Buszewski weiter: „ Genauso wie es wohl nur die Sterne wissen, wie er zu der Aussage gekommen ist, das die Stadt das eingereichte Bürgerbegehren ablehnt! Bis heute gibt es keinen offiziellen Bescheid der Stadt Herne! Das müsste er nicht nur, sondern das muss er als zuständiger Fachdezernent wissen.“

Warmbier: „Was diese Aussage noch unverständlicher macht: Mit dem Antrag auf Einleitung des Bürgerbegehrens war eine Beratungsanfrage verbunden. Die Fachverwaltung ist dieser gesetzlichen Aufgabe nachgekommen und hat ausführlich geantwortet: Unseres Erachtens sehr wohl kompetent und bzgl. des Verwaltungsverfahrens durchaus unterstützend!“

Buszwski kommentiert: „Herr Dr.

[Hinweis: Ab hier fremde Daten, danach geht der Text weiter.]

//! Catalogue Server - library document catalog browser
//!
//! REST API over the catalog document store.

use std::net::SocketAddr;

use anyhow::Context;
use tracing_subscriber::{layer::SubscriberExt, util::SubscriberInitExt};

use catalogue_server::{
    api,
    config::{AppConfig, StoreBackend},
    repository::{MemoryCatalogStore, PgCatalogStore, Repository},
    AppState,
};

#[tokio::main]
async fn main() -> anyhow::Result<()> {
    // Load environment variables from .env file
    dotenvy::dotenv().ok();

    // Load configuration
    let config = AppConfig::load().context("Failed to load configuration")?;

    // Initialize tracing
    let filter = tracing_subscriber::EnvFilter::try_from_default_env()
        .unwrap_or_else(|_| format!("catalogue_server={},tower_http=debug", config.logging.level).into());

    let registry = tracing_subscriber::registry().with(filter);
    if config.logging.format == "json" {
        registry.with(tracing_subscriber::fmt::layer().json()).init();
    } else {
        registry.with(tracing_subscriber::fmt::layer()).init();
    }

    tracing::info!("Starting Catalogue Server v{}", env!("CARGO_PKG_VERSION"));

    // Open the document store
    let repository = match config.store.backend {
        StoreBackend::Postgres => {
            let pool = PgCatalogStore::connect(&config.store)
                .await
                .context("Failed to connect to database")?;
            Repository::postgres(pool)
        }
        StoreBackend::Memory => {
            let store = match config.store.seed_file {
                Some(ref path) => MemoryCatalogStore::from_seed_file(path)
                    .await
                    .context("Failed to load seed file")?,
                None => MemoryCatalogStore::new(Vec::new()),
            };
            tracing::info!("Using in-memory store");
            Repository::new(std::sync::Arc::new(store))
        }
    };

    let addr = SocketAddr::new(
        config.server.host.parse().context("Invalid host address")?,
        config.server.port,
    );

    let state = AppState::new(config, repository);
    let app = api::create_router(state);

    tracing::info!("Server listening on http://{}", addr);

    let listener = tokio::net::TcpListener::bind(addr).await?;
    axum::serve(listener, app)
        .with_graceful_shutdown(shutdown_signal())
        .await?;

    tracing::info!("Server stopped");
    Ok(())
}

async fn shutdown_signal() {
    if let Err(e) = tokio::signal::ctrl_c().await {
        tracing::error!("Failed to listen for shutdown signal: {}", e);
    }
}
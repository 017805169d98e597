//! Request parameter types for catalog queries and loan updates

use std::str::FromStr;

use serde::{Deserialize, Serialize};
use utoipa::{IntoParams, ToSchema};
use validator::Validate;

use crate::error::{AppError, AppResult};

/// Query parameters for `GET /livres`
#[derive(Debug, Default, Clone, Serialize, Deserialize, Validate, IntoParams, ToSchema)]
#[into_params(parameter_in = Query)]
pub struct ListQuery {
    /// Document type (exact match); "tous" or "all" disables the filter
    #[serde(rename = "type")]
    pub document_type: Option<String>,
    /// Page number, 1-based (default: 1)
    #[validate(range(min = 1, message = "page must be >= 1"))]
    pub page: Option<i64>,
    /// Page size (default: 9)
    #[validate(range(min = 1, message = "limit must be >= 1"))]
    pub limit: Option<i64>,
    /// Sort mode: "alpha" (default) or "reservations"
    pub sort: Option<String>,
    /// Case-insensitive text matched against title or author
    pub search: Option<String>,
    /// Availability: "disponible", "emprunte" or "tous" (default)
    pub disponibilite: Option<String>,
}

/// Query parameters for `GET /livres/search`
#[derive(Debug, Default, Clone, Serialize, Deserialize, IntoParams, ToSchema)]
#[into_params(parameter_in = Query)]
pub struct SearchQuery {
    /// Case-insensitive text matched against title or author
    pub q: Option<String>,
    /// Document type (exact match)
    #[serde(rename = "type")]
    pub document_type: Option<String>,
}

/// Availability constraint of a listing
#[derive(Debug, Clone, Copy, Default, PartialEq, Eq)]
pub enum Availability {
    /// Checkout marker empty or absent
    Available,
    /// Checkout marker present and non-empty
    CheckedOut,
    #[default]
    Any,
}

impl Availability {
    /// Decode a `disponibilite` token; unknown tokens impose no constraint.
    pub fn from_token(token: Option<&str>) -> Self {
        match token {
            Some("disponible") => Availability::Available,
            Some("emprunte") => Availability::CheckedOut,
            _ => Availability::Any,
        }
    }
}

/// Loan state transition requested by a client
#[derive(Debug, Clone, Copy, PartialEq, Eq, Serialize, Deserialize, ToSchema)]
pub enum LoanAction {
    /// Check the record out
    #[serde(rename = "emprunter")]
    Checkout,
    /// Return the record
    #[serde(rename = "retourner")]
    Return,
}

impl LoanAction {
    pub fn as_str(self) -> &'static str {
        match self {
            LoanAction::Checkout => "emprunter",
            LoanAction::Return => "retourner",
        }
    }

    /// Confirmation message sent back to the client
    pub fn message(self) -> &'static str {
        match self {
            LoanAction::Checkout => "Livre emprunté",
            LoanAction::Return => "Livre retourné",
        }
    }
}

impl FromStr for LoanAction {
    type Err = AppError;

    fn from_str(s: &str) -> AppResult<Self> {
        match s {
            "emprunter" => Ok(LoanAction::Checkout),
            "retourner" => Ok(LoanAction::Return),
            _ => Err(AppError::Validation("Action invalide".to_string())),
        }
    }
}

/// Body of `PATCH /livres/{id}`
#[derive(Debug, Clone, Serialize, Deserialize, ToSchema)]
pub struct LoanRequest {
    /// "emprunter" or "retourner"
    pub action: Option<String>,
}
//! Catalogue: library document catalog browser
//!
//! A REST JSON API over a document store of catalog records (listing,
//! filtering, loan state, dashboard statistics) together with the client-side
//! view layer that consumes it.

use std::sync::Arc;

pub mod api;
pub mod client;
pub mod config;
pub mod error;
pub mod models;
pub mod query;
pub mod repository;
pub mod services;

pub use config::AppConfig;
pub use error::{AppError, AppResult};

/// Application state shared across all handlers
#[derive(Clone)]
pub struct AppState {
    pub services: Arc<services::Services>,
}

impl AppState {
    pub fn new(config: AppConfig, repository: repository::Repository) -> Self {
        let services = services::Services::new(repository, config.catalog);
        Self {
            services: Arc::new(services),
        }
    }
}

Klee fasst was zusammen, was nicht zusammen gehört und behauptet etwas, was so nicht zutrifft. Die Frage bleibt: Was bezweckt er damit? Wir können nur spekulieren: Vielleicht will er damit allen signalisieren: Aktive Einmischung in die Kommunalpolitik – nicht mit mir!“ Buszewski erinnert beispielhaft an diverse Einsprüche gegen Bebauungspläne, die nicht Veröffentlichung von Gutachten, die Schließung von öffentlichen Einrichtungen gegen den Willen vieler Hernerinnen und Hernern oder die Ablehnung eines Beteiligungsleitfadens für die Stadt Herne!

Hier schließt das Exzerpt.